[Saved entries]
------------
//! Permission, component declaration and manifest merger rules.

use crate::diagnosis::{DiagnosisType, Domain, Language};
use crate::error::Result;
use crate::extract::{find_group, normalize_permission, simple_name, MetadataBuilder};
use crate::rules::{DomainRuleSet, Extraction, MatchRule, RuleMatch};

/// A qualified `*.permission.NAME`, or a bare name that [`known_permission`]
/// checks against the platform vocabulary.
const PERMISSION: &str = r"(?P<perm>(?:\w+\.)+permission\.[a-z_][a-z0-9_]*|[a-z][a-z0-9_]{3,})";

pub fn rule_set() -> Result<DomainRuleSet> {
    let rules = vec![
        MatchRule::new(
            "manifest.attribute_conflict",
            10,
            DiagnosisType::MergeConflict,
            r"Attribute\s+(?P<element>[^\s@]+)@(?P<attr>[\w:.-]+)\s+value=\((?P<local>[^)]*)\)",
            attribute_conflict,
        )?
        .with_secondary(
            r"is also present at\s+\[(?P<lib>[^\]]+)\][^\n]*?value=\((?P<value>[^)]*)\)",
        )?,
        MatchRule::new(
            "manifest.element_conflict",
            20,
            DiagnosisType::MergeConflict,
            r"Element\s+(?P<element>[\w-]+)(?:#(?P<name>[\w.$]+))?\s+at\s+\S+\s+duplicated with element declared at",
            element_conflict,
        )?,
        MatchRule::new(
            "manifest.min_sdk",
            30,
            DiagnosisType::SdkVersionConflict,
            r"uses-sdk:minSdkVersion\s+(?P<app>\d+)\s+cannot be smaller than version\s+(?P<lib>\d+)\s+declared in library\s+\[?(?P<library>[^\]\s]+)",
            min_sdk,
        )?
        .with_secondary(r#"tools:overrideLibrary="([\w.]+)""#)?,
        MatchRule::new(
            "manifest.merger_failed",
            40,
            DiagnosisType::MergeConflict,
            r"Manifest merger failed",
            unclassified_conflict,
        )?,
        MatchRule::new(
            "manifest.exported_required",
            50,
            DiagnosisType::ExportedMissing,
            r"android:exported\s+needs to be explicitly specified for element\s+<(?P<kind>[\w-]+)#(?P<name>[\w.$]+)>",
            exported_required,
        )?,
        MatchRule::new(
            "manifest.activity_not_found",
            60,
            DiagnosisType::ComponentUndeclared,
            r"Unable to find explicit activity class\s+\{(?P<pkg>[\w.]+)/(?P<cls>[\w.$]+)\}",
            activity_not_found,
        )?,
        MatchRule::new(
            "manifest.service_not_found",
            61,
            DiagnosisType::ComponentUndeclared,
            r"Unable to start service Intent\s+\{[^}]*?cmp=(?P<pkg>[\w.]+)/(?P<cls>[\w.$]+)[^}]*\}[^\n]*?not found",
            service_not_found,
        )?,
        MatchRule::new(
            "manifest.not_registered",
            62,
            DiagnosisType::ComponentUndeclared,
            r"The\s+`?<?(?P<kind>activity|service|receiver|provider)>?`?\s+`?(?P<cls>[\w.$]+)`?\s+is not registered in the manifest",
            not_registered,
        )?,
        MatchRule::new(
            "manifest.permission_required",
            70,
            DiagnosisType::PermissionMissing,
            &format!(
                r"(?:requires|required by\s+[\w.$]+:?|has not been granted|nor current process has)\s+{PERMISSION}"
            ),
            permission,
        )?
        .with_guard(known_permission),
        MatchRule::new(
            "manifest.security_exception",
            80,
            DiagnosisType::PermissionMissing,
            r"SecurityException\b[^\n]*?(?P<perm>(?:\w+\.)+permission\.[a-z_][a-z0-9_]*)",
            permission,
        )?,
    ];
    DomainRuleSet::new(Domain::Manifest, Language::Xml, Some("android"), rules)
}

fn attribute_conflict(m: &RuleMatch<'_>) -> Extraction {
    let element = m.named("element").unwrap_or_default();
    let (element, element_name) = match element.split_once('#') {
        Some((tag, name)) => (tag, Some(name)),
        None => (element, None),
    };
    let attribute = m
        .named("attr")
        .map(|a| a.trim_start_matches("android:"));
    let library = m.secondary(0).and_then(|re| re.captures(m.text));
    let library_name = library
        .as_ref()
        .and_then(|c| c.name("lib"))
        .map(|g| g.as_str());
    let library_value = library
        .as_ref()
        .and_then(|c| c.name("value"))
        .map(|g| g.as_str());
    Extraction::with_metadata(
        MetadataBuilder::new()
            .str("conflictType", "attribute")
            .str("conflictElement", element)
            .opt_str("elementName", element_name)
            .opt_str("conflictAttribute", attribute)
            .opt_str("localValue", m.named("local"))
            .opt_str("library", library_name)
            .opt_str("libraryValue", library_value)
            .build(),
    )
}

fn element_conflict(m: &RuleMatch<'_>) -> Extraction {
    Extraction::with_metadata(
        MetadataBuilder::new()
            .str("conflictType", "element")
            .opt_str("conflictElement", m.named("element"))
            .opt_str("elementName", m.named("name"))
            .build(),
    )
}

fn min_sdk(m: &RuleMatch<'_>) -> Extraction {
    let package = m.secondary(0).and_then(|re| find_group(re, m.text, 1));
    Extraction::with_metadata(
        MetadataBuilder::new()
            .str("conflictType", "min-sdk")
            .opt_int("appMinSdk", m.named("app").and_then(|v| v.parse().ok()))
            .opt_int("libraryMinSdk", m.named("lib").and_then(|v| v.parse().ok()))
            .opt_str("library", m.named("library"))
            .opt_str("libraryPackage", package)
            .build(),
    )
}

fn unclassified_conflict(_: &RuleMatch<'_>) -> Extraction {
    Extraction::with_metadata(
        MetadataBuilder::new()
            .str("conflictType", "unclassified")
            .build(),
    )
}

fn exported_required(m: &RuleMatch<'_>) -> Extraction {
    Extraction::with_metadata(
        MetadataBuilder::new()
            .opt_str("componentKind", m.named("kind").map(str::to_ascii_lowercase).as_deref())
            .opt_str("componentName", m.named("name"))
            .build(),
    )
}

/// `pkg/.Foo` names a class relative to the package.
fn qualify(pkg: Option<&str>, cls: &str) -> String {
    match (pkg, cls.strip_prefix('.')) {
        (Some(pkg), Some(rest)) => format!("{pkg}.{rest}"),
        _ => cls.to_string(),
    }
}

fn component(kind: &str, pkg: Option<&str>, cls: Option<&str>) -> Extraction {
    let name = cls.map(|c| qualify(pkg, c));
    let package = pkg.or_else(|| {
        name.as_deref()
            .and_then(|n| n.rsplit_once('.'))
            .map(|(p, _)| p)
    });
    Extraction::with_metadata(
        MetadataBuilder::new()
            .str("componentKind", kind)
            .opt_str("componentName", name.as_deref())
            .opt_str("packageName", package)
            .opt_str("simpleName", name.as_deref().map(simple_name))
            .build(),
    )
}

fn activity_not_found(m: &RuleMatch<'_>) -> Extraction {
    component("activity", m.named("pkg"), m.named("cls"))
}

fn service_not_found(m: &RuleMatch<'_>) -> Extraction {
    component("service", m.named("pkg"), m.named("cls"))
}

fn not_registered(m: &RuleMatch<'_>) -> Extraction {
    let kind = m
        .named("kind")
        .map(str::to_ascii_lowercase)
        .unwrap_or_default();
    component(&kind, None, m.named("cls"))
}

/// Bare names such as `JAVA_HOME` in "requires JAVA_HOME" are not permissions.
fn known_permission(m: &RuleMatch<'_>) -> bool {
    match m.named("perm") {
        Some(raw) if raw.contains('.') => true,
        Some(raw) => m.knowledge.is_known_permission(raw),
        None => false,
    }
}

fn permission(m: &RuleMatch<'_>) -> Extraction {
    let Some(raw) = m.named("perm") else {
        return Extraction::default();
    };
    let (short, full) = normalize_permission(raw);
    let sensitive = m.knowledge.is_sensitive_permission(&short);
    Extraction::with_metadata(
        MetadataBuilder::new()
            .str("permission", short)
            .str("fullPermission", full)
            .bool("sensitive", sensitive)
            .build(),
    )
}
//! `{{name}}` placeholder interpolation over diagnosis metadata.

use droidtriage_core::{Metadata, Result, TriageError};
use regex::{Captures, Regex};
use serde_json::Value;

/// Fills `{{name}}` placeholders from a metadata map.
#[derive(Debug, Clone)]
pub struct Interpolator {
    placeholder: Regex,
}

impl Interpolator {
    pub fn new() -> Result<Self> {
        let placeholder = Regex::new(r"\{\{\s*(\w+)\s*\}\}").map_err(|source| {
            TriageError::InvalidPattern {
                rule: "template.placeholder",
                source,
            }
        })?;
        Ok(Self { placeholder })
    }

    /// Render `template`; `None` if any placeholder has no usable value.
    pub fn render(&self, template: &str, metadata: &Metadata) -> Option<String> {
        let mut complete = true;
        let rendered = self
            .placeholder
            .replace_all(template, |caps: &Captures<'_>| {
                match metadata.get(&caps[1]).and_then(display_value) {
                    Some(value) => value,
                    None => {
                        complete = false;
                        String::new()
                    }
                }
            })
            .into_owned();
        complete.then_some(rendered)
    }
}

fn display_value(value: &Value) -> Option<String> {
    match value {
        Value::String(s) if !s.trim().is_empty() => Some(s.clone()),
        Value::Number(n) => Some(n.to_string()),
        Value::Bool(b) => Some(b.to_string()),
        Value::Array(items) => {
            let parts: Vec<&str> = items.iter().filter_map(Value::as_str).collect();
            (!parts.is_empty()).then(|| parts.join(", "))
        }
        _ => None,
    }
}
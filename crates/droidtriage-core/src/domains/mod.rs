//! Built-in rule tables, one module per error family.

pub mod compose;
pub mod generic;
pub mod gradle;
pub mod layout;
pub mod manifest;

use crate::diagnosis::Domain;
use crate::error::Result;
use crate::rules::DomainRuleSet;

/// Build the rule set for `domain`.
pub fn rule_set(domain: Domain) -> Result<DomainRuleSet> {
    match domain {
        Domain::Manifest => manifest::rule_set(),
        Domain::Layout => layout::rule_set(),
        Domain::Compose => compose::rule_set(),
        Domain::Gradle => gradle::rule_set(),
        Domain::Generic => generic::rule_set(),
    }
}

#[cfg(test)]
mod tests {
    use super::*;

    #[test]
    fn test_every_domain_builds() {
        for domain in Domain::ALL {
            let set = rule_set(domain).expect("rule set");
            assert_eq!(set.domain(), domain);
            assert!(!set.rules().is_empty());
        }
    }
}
------------
From the records above, pull every line that has the string "Option" and copy it.

*Response area:*
fn qualify(pkg: Option<&str>, cls: &str) -> String {
fn component(kind: &str, pkg: Option<&str>, cls: Option<&str>) -> Extraction {
    pub fn render(&self, template: &str, metadata: &Metadata) -> Option<String> {
fn display_value(value: &Value) -> Option<String> {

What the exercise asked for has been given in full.